L'échappement se joue à l'écriture, pas au parsing. Les littéraux traversent intacts ; seules les valeurs interpolées sont échappées avant d'atteindre le buffer. C'est la frontière entre le balisage voulu par l'auteur et le contenu venu des données.
La syntaxe reprend celle d'Angular : interpolation {{ }} , pipes, bindings [attr.x] / [class.x] , composants serveur, contrôle de flux @if / @for / @switch .
C#
1varbuilder = HtmlBuilder.Create(); // pre-loaded with the built-in pipes
2
3varhtml = builder.BuildFromTemplate(
4"<ul>@for (u of Users) {<li>{{ u.Name | upper }}</li>}</ul>",
5new { Users = new[] { new { Name = "ada" }, new { Name = "linus" } } });
6
7// → <ul><li>ADA</li><li>LINUS</li></ul>
Le parser HTML est écrit pour l'occasion, sans AngleSharp. Il ne fait qu'une chose : produire une sortie structurellement correcte et échappée.

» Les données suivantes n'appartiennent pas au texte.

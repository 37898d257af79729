// voting.rs — Vote intake and the running quorum check.
//
// Quorum rules, evaluated in order every time finalize runs:
//   1. yes >= required                       → success
//   2. no  >  total_voters - required        → failed (yes can no longer win)
//   3. otherwise                             → pending
// where total_voters is every group member except the owner and
// required = ceil(total_voters / 2).

use chrono::Utc;
use pledge_ledger::{
    Goal, GoalId, GoalStatus, GroupId, GroupMember, LedgerStore, PenaltyPlan, PenaltyShare,
    TransactionReason, UserId, VoteCount,
};
use serde::{Deserialize, Serialize};

use crate::error::EngineError;
use crate::events::PledgeEvent;
use crate::lifecycle::{state_error, GoalEngine};

/// Vote totals and the threshold they are measured against.
#[derive(Debug, Clone, Copy, PartialEq, Eq, Serialize, Deserialize)]
pub struct Tally {
    pub yes: u32,
    pub no: u32,
    pub total_voters: u32,
    pub required: u32,
}

/// What the current votes decide.
#[derive(Debug, Clone, Copy, PartialEq, Eq)]
pub enum Decision {
    Success,
    Failed,
    Pending,
}

impl Tally {
    pub fn new(count: VoteCount, total_voters: u32) -> Self {
        Self {
            yes: count.yes,
            no: count.no,
            total_voters,
            required: required_votes(total_voters),
        }
    }

    pub fn decide(&self) -> Decision {
        if self.yes >= self.required {
            return Decision::Success;
        }
        let outstanding = i64::from(self.total_voters) - i64::from(self.required);
        if i64::from(self.no) > outstanding {
            Decision::Failed
        } else {
            Decision::Pending
        }
    }
}

/// Majority threshold for `total_voters` eligible voters. With nobody else
/// in the group the threshold is zero and the goal succeeds.
pub fn required_votes(total_voters: u32) -> u32 {
    total_voters.div_ceil(2)
}

/// Result of a finalize call.
#[derive(Debug, Clone, PartialEq, Eq)]
pub enum FinalizeOutcome {
    /// The group confirmed the goal; no balance changed.
    Succeeded { goal: Goal, tally: Tally },
    /// The group rejected the goal; the stake was distributed.
    Failed {
        goal: Goal,
        tally: Tally,
        shares: Vec<PenaltyShare>,
    },
    /// Not decided yet.
    Pending { tally: Tally },
}

impl FinalizeOutcome {
    pub fn tally(&self) -> Tally {
        match self {
            FinalizeOutcome::Succeeded { tally, .. }
            | FinalizeOutcome::Failed { tally, .. }
            | FinalizeOutcome::Pending { tally } => *tally,
        }
    }
}

impl<S: LedgerStore> GoalEngine<S> {
    /// Record `voter`'s decision on a goal awaiting votes. Voting again
    /// replaces the earlier decision.
    pub fn cast_vote(
        &self,
        goal_id: GoalId,
        voter: UserId,
        approve: bool,
    ) -> Result<(), EngineError> {
        let goal = self.store().goal(goal_id)?;
        if goal.status != GoalStatus::DonePending {
            return Err(EngineError::InvalidState {
                goal_id,
                status: goal.status,
                operation: "vote on",
            });
        }
        if goal.owner == voter {
            tracing::warn!(goal_id = %goal_id, "owner tried to vote on own goal");
            return Err(EngineError::SelfVoteForbidden(goal_id));
        }

        // Voting is an interaction with the goal's group.
        self.store().add_group_member(goal.group, voter)?;
        self.store()
            .upsert_vote(goal_id, voter, approve)
            .map_err(|e| state_error(e, "vote on"))?;

        tracing::debug!(goal_id = %goal_id, voter = %voter, approve, "vote recorded");
        self.emit(PledgeEvent::VoteCast {
            goal_id,
            voter,
            approve,
            timestamp: Utc::now(),
        });
        Ok(())
    }

    /// Evaluate the quorum for a goal awaiting votes and resolve it if the
    /// outcome is already certain. Safe to call redundantly: `Pending` has
    /// no side effects, and a resolved goal yields `InvalidState`.
    pub fn finalize(
        &self,
        goal_id: GoalId,
        group: GroupId,
    ) -> Result<FinalizeOutcome, EngineError> {
        let goal = self.store().goal(goal_id)?;
        if goal.group != group {
            return Err(EngineError::GoalNotFound(goal_id));
        }
        if goal.status != GoalStatus::DonePending {
            return Err(EngineError::InvalidState {
                goal_id,
                status: goal.status,
                operation: "finalize",
            });
        }

        let members = self.store().group_members(group)?;
        let total_voters = members.iter().filter(|m| m.user_id != goal.owner).count() as u32;
        let tally = Tally::new(self.store().count_votes(goal_id)?, total_voters);
        tracing::debug!(goal_id = %goal_id, ?tally, "quorum check");

        match tally.decide() {
            Decision::Success => {
                let goal = self
                    .store()
                    .transition_goal(goal_id, GoalStatus::DonePending, GoalStatus::Success)
                    .map_err(|e| state_error(e, "finalize"))?;
                tracing::info!(
                    goal_id = %goal_id,
                    yes = tally.yes,
                    no = tally.no,
                    "goal succeeded"
                );
                self.emit(PledgeEvent::GoalSucceeded {
                    goal_id,
                    tally,
                    timestamp: Utc::now(),
                });
                Ok(FinalizeOutcome::Succeeded { goal, tally })
            }
            Decision::Failed => {
                let (goal, shares) = self.distribute_penalty(&goal, &members)?;
                tracing::info!(
                    goal_id = %goal_id,
                    yes = tally.yes,
                    no = tally.no,
                    stake = goal.stake,
                    recipients = shares.len(),
                    "goal failed, stake distributed"
                );
                self.emit(PledgeEvent::GoalFailed {
                    goal_id,
                    tally,
                    shares: shares.clone(),
                    timestamp: Utc::now(),
                });
                Ok(FinalizeOutcome::Failed {
                    goal,
                    tally,
                    shares,
                })
            }
            Decision::Pending => Ok(FinalizeOutcome::Pending { tally }),
        }
    }

    /// Cast a vote from inside `group` and immediately run the quorum
    /// check, as a vote button does. A goal from another group is reported
    /// as not found, so outsiders cannot join its voter pool. Returns `None`
    /// when the goal was resolved by someone else between the two steps.
    pub fn vote_and_finalize(
        &self,
        goal_id: GoalId,
        group: GroupId,
        voter: UserId,
        approve: bool,
    ) -> Result<Option<FinalizeOutcome>, EngineError> {
        if self.store().goal(goal_id)?.group != group {
            tracing::warn!(goal_id = %goal_id, group = %group, "vote from another group");
            return Err(EngineError::GoalNotFound(goal_id));
        }
        self.cast_vote(goal_id, voter, approve)?;
        match self.finalize(goal_id, group) {
            Ok(outcome) => Ok(Some(outcome)),
            Err(EngineError::InvalidState { .. }) => Ok(None),
            Err(e) => Err(e),
        }
    }

    /// Debit the owner and credit the rest of the group in one store call.
    fn distribute_penalty(
        &self,
        goal: &Goal,
        members: &[GroupMember],
    ) -> Result<(Goal, Vec<PenaltyShare>), EngineError> {
        // Penalty rows on a goal that never reached `failed` mean an earlier
        // settlement was partially applied by a non-atomic store.
        let prior = self
            .store()
            .transactions_for_goal(goal.goal_id)?
            .into_iter()
            .filter(|t| t.reason == TransactionReason::PenaltyDistribution)
            .count();
        if prior > 0 {
            // Settlement writes its rows and the status together, so rows
            // next to a resolved goal only mean another finalize won.
            let current = self.store().goal(goal.goal_id)?;
            if current.status != GoalStatus::DonePending {
                return Err(EngineError::InvalidState {
                    goal_id: goal.goal_id,
                    status: current.status,
                    operation: "finalize",
                });
            }
            tracing::error!(
                goal_id = %goal.goal_id,
                transactions = prior,
                "refusing to re-run penalty distribution"
            );
            return Err(EngineError::PartialSettlement {
                goal_id: goal.goal_id,
                transactions: prior,
            });
        }

        let plan = PenaltyPlan::for_goal(goal, members).map_err(|e| {
            tracing::warn!(goal_id = %goal.goal_id, "{}", e);
            EngineError::from(e)
        })?;
        let settled = self
            .store()
            .settle_penalty(&plan)
            .map_err(|e| state_error(e, "finalize"))?;
        Ok((settled, plan.shares))
    }
}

Depuis la v3, le moteur accepte aussi autre chose que du HTML : TemplateMode.Text fait passer du texte brut, du JSON ou du CSV dans le même pipeline, pour les e-mails texte et les exports.

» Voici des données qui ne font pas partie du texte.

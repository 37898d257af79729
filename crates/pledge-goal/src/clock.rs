// clock.rs — Time source for deadlines and dialog expiry.

use std::sync::Mutex;

use chrono::{DateTime, Duration, Utc};

/// Source of "now" for the engine.
pub trait Clock: Send + Sync {
    fn now(&self) -> DateTime<Utc>;
}

/// Wall-clock time.
#[derive(Debug, Default, Clone, Copy)]
pub struct SystemClock;

impl Clock for SystemClock {
    fn now(&self) -> DateTime<Utc> {
        Utc::now()
    }
}

/// A clock that only moves when told to. Used by tests.
#[derive(Debug)]
pub struct ManualClock {
    now: Mutex<DateTime<Utc>>,
}

impl ManualClock {
    pub fn new(start: DateTime<Utc>) -> Self {
        Self {
            now: Mutex::new(start),
        }
    }

    pub fn advance(&self, by: Duration) {
        if let Ok(mut now) = self.now.lock() {
            *now += by;
        }
    }

    pub fn set(&self, to: DateTime<Utc>) {
        if let Ok(mut now) = self.now.lock() {
            *now = to;
        }
    }
}

impl Clock for ManualClock {
    fn now(&self) -> DateTime<Utc> {
        match self.now.lock() {
            Ok(now) => *now,
            Err(poisoned) => *poisoned.into_inner(),
        }
    }
}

La documentation déroule chaque directive, pipe et binding avec des exemples exécutables.
Le cœur a été réécrit : parser en passe unique, lectures du modèle paresseuses et sans copie, caches inline sur les accès de propriétés, pipes formatés sur Span sans allocation. L'AST est immuable et le renderer sans état, donc un template parsé une fois se rend en parallèle, sans verrou.
Le mode strict transforme les échecs silencieux en NgSharpException , et attrape dès l'analyse du template une condition toujours fausse ou une division par un zéro littéral.

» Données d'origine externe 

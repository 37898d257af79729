// events.rs — Event model and notification dispatch.
//
// The engine emits an event at every lifecycle point. The chat transport
// subscribes to these to announce results (a new goal, a proof awaiting
// votes, the outcome of a vote); the always-on LogSink keeps a JSONL trail.
// Dispatch is synchronous, and a failing sink never fails the operation
// that emitted the event.

use std::fs::{self, OpenOptions};
use std::io::Write;
use std::path::{Path, PathBuf};

use chrono::{DateTime, Utc};
use pledge_ledger::{Goal, GoalId, GroupId, PenaltyShare, UserId};
use serde::{Deserialize, Serialize};
use thiserror::Error;

use crate::voting::Tally;

/// Events emitted by the engine.
#[derive(Debug, Clone, Serialize, Deserialize)]
#[serde(tag = "event_type", rename_all = "snake_case")]
pub enum PledgeEvent {
    /// A goal was committed with its stake.
    GoalCreated {
        goal_id: GoalId,
        owner: UserId,
        group: GroupId,
        title: String,
        stake: i64,
        deadline: DateTime<Utc>,
        timestamp: DateTime<Utc>,
    },

    /// A proof was submitted and voting opened.
    ProofSubmitted {
        goal_id: GoalId,
        owner: UserId,
        group: GroupId,
        proof: String,
        voting_started_at: DateTime<Utc>,
        timestamp: DateTime<Utc>,
    },

    /// A vote was recorded (or overwritten).
    VoteCast {
        goal_id: GoalId,
        voter: UserId,
        approve: bool,
        timestamp: DateTime<Utc>,
    },

    /// The group confirmed the goal.
    GoalSucceeded {
        goal_id: GoalId,
        tally: Tally,
        timestamp: DateTime<Utc>,
    },

    /// The group rejected the goal and the stake was distributed.
    GoalFailed {
        goal_id: GoalId,
        tally: Tally,
        shares: Vec<PenaltyShare>,
        timestamp: DateTime<Utc>,
    },

    /// An administrator changed a balance.
    CreditsGranted {
        user_id: UserId,
        amount: i64,
        balance: i64,
        timestamp: DateTime<Utc>,
    },
}

impl PledgeEvent {
    /// Get the event type name as a string.
    pub fn event_type(&self) -> &str {
        match self {
            PledgeEvent::GoalCreated { .. } => "goal_created",
            PledgeEvent::ProofSubmitted { .. } => "proof_submitted",
            PledgeEvent::VoteCast { .. } => "vote_cast",
            PledgeEvent::GoalSucceeded { .. } => "goal_succeeded",
            PledgeEvent::GoalFailed { .. } => "goal_failed",
            PledgeEvent::CreditsGranted { .. } => "credits_granted",
        }
    }

    pub fn goal_created(goal: &Goal) -> Self {
        PledgeEvent::GoalCreated {
            goal_id: goal.goal_id,
            owner: goal.owner,
            group: goal.group,
            title: goal.title.clone(),
            stake: goal.stake,
            deadline: goal.deadline,
            timestamp: Utc::now(),
        }
    }

    pub fn proof_submitted(goal: &Goal) -> Self {
        let now = Utc::now();
        PledgeEvent::ProofSubmitted {
            goal_id: goal.goal_id,
            owner: goal.owner,
            group: goal.group,
            proof: goal.proof.clone().unwrap_or_default(),
            voting_started_at: goal.voting_started_at.unwrap_or(now),
            timestamp: now,
        }
    }
}

/// Failure inside a notification sink.
#[derive(Debug, Error)]
pub enum SinkError {
    #[error("I/O error at {path}: {source}")]
    Io {
        path: String,
        source: std::io::Error,
    },

    #[error("serialization error: {0}")]
    Serialization(#[from] serde_json::Error),

    #[error("sink rejected event: {0}")]
    Rejected(String),
}

/// Trait for receiving engine events.
pub trait NotificationSink: Send + Sync {
    /// Handle an event. Errors are logged but don't stop the engine.
    fn send(&self, event: &PledgeEvent) -> Result<(), SinkError>;
}

/// Appends events as JSONL to a file.
pub struct LogSink {
    path: PathBuf,
}

impl LogSink {
    pub fn new(path: impl AsRef<Path>) -> Self {
        Self {
            path: path.as_ref().to_path_buf(),
        }
    }
}

impl NotificationSink for LogSink {
    fn send(&self, event: &PledgeEvent) -> Result<(), SinkError> {
        if let Some(parent) = self.path.parent() {
            fs::create_dir_all(parent).map_err(|source| SinkError::Io {
                path: parent.display().to_string(),
                source,
            })?;
        }

        let mut file = OpenOptions::new()
            .create(true)
            .append(true)
            .open(&self.path)
            .map_err(|source| SinkError::Io {
                path: self.path.display().to_string(),
                source,
            })?;

        let json = serde_json::to_string(event)?;
        writeln!(file, "{}", json).map_err(|source| SinkError::Io {
            path: self.path.display().to_string(),
            source,
        })?;

        Ok(())
    }
}

/// Dispatches events to every registered sink.
#[derive(Default)]
pub struct EventDispatcher {
    sinks: Vec<Box<dyn NotificationSink>>,
}

impl EventDispatcher {
    pub fn new() -> Self {
        Self { sinks: Vec::new() }
    }

    pub fn add_sink(&mut self, sink: Box<dyn NotificationSink>) {
        self.sinks.push(sink);
    }

    pub fn dispatch(&self, event: &PledgeEvent) {
        for sink in &self.sinks {
            if let Err(e) = sink.send(event) {
                tracing::warn!(event = event.event_type(), "notification sink error: {}", e);
            }
        }
    }
}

Les comparatifs de moteurs de templates comparent rarement la même chose, chaque moteur rendant un HTML légèrement différent. Ici, les six moteurs mesurés (NgSharp, RazorLight, Handlebars, Fluid, Scriban, Stubble) produisent une sortie identique au byte près , et un gate en CI le vérifie avant de mesurer quoi que ce soit.
Sur le catalogue, NgSharp rend à chaud en 25 µs pour 33 Ko alloués, devant chaque moteur mesuré, en temps comme en allocations. L'ensemble est couvert par 704 tests .
netstandard2.1 et net8.0 , IsAotCompatible , une seule dépendance NuGet ( System.Text.Json ). Les *sinks* TextWriter et RenderAsync écrivent de façon atomique : un rendu qui échoue n'écrit rien du tout. Le paquet est sur NuGet : dotnet add package NgSharp .
Compiler des templates achète de la vitesse à chaud au prix d'une falaise à froid. La v3 montre que l'échange n'est pas obligatoire : interpréter, et rester devant à chaud aussi. Les benchmarks se relancent en une commande depuis le repo.